* YOUR INSTRUCTIONS: Transcribe the records in full, keeping every word exactly as given.

Collected data entries
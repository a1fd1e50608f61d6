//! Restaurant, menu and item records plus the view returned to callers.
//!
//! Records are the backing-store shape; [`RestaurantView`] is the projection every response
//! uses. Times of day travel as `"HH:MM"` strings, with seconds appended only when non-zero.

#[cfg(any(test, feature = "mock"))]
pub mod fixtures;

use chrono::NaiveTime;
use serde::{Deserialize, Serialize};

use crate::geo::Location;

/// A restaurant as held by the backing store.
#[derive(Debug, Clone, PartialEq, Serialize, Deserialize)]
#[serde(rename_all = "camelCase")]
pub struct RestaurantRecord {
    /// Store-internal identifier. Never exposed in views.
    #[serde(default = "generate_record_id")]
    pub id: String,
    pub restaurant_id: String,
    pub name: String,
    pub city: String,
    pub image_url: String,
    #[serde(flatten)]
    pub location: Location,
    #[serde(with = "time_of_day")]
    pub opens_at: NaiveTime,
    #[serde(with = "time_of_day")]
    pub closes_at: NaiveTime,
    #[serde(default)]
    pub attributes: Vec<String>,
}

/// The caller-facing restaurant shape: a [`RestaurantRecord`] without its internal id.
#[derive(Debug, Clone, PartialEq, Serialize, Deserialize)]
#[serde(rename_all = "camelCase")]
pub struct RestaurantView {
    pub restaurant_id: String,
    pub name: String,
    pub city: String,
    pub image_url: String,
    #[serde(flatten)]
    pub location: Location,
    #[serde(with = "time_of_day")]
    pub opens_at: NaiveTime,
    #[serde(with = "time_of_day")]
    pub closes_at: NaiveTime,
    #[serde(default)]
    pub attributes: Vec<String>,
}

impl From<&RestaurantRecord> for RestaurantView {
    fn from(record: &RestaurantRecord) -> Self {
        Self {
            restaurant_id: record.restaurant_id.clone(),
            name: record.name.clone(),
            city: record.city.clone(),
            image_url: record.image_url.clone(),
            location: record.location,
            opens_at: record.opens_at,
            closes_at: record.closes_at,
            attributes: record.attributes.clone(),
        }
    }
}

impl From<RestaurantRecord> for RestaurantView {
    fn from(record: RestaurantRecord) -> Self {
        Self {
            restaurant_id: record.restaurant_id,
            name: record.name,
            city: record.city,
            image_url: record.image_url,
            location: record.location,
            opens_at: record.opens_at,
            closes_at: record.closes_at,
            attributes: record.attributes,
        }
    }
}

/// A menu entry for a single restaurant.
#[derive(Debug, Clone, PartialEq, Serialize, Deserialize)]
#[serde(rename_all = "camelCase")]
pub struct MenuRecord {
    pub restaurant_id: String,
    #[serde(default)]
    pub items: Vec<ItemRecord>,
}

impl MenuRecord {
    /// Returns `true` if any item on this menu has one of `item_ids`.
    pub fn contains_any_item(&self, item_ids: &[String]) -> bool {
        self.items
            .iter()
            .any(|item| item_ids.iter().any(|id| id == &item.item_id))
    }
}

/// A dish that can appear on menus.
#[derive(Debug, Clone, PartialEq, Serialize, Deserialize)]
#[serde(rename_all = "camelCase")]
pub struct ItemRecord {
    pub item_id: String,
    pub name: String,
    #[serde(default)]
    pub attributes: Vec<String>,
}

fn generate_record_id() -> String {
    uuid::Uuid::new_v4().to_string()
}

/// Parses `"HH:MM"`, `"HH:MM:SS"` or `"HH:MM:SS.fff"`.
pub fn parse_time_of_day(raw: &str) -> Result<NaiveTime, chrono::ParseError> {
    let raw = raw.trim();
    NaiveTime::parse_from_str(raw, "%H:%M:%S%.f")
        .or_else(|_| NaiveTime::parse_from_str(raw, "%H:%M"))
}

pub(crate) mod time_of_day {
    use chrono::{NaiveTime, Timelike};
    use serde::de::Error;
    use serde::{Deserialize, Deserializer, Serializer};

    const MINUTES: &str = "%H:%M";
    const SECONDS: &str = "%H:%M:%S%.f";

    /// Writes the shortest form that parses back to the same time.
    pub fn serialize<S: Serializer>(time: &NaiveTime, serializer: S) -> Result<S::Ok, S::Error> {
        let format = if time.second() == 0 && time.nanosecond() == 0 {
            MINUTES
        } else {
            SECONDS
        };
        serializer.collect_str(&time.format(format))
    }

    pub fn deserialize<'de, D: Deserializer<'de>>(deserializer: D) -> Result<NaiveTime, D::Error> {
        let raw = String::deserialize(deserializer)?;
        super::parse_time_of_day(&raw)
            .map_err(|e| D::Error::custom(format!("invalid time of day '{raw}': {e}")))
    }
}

* ANSWER TO THIS EXERCISE:
repository a1fd1e50608f61d6
//! Restaurant, menu and item records plus the view returned to callers.
//!
//! Records are the backing-store shape; [`RestaurantView`] is the projection every response
//! uses. Times of day travel as `"HH:MM"` strings, with seconds appended only when non-zero.

#[cfg(any(test, feature = "mock"))]
pub mod fixtures;

use chrono::NaiveTime;
use serde::{Deserialize, Serialize};

use crate::geo::Location;

/// A restaurant as held by the backing store.
#[derive(Debug, Clone, PartialEq, Serialize, Deserialize)]
#[serde(rename_all = "camelCase")]
pub struct RestaurantRecord {
    /// Store-internal identifier. Never exposed in views.
    #[serde(default = "generate_record_id")]
    pub id: String,
    pub restaurant_id: String,
    pub name: String,
    pub city: String,
    pub image_url: String,
    #[serde(flatten)]
    pub location: Location,
    #[serde(with = "time_of_day")]
    pub opens_at: NaiveTime,
    #[serde(with = "time_of_day")]
    pub closes_at: NaiveTime,
    #[serde(default)]
    pub attributes: Vec<String>,
}

/// The caller-facing restaurant shape: a [`RestaurantRecord`] without its internal id.
#[derive(Debug, Clone, PartialEq, Serialize, Deserialize)]
#[serde(rename_all = "camelCase")]
pub struct RestaurantView {
    pub restaurant_id: String,
    pub name: String,
    pub city: String,
    pub image_url: String,
    #[serde(flatten)]
    pub location: Location,
    #[serde(with = "time_of_day")]
    pub opens_at: NaiveTime,
    #[serde(with = "time_of_day")]
    pub closes_at: NaiveTime,
    #[serde(default)]
    pub attributes: Vec<String>,
}

impl From<&RestaurantRecord> for RestaurantView {
    fn from(record: &RestaurantRecord) -> Self {
        Self {
            restaurant_id: record.restaurant_id.clone(),
            name: record.name.clone(),
            city: record.city.clone(),
            image_url: record.image_url.clone(),
            location: record.location,
            opens_at: record.opens_at,
            closes_at: record.closes_at,
            attributes: record.attributes.clone(),
        }
    }
}

impl From<RestaurantRecord> for RestaurantView {
    fn from(record: RestaurantRecord) -> Self {
        Self {
            restaurant_id: record.restaurant_id,
            name: record.name,
            city: record.city,
            image_url: record.image_url,
            location: record.location,
            opens_at: record.opens_at,
            closes_at: record.closes_at,
            attributes: record.attributes,
        }
    }
}

/// A menu entry for a single restaurant.
#[derive(Debug, Clone, PartialEq, Serialize, Deserialize)]
#[serde(rename_all = "camelCase")]
pub struct MenuRecord {
    pub restaurant_id: String,
    #[serde(default)]
    pub items: Vec<ItemRecord>,
}

impl MenuRecord {
    /// Returns `true` if any item on this menu has one of `item_ids`.
    pub fn contains_any_item(&self, item_ids: &[String]) -> bool {
        self.items
            .iter()
            .any(|item| item_ids.iter().any(|id| id == &item.item_id))
    }
}

/// A dish that can appear on menus.
#[derive(Debug, Clone, PartialEq, Serialize, Deserialize)]
#[serde(rename_all = "camelCase")]
pub struct ItemRecord {
    pub item_id: String,
    pub name: String,
    #[serde(default)]
    pub attributes: Vec<String>,
}

fn generate_record_id() -> String {
    uuid::Uuid::new_v4().to_string()
}

/// Parses `"HH:MM"`, `"HH:MM:SS"` or `"HH:MM:SS.fff"`.
pub fn parse_time_of_day(raw: &str) -> Result<NaiveTime, chrono::ParseError> {
    let raw = raw.trim();
    NaiveTime::parse_from_str(raw, "%H:%M:%S%.f")
        .or_else(|_| NaiveTime::parse_from_str(raw, "%H:%M"))
}

pub(crate) mod time_of_day {
    use chrono::{NaiveTime, Timelike};
    use serde::de::Error;
    use serde::{Deserialize, Deserializer, Serializer};

    const MINUTES: &str = "%H:%M";
    const SECONDS: &str = "%H:%M:%S%.f";

    /// Writes the shortest form that parses back to the same time.
    pub fn serialize<S: Serializer>(time: &NaiveTime, serializer: S) -> Result<S::Ok, S::Error> {
        let format = if time.second() == 0 && time.nanosecond() == 0 {
            MINUTES
        } else {
            SECONDS
        };
        serializer.collect_str(&time.format(format))
    }

    pub fn deserialize<'de, D: Deserializer<'de>>(deserializer: D) -> Result<NaiveTime, D::Error> {
        let raw = String::deserialize(deserializer)?;
        super::parse_time_of_day(&raw)
            .map_err(|e| D::Error::custom(format!("invalid time of day '{raw}': {e}")))
    }
}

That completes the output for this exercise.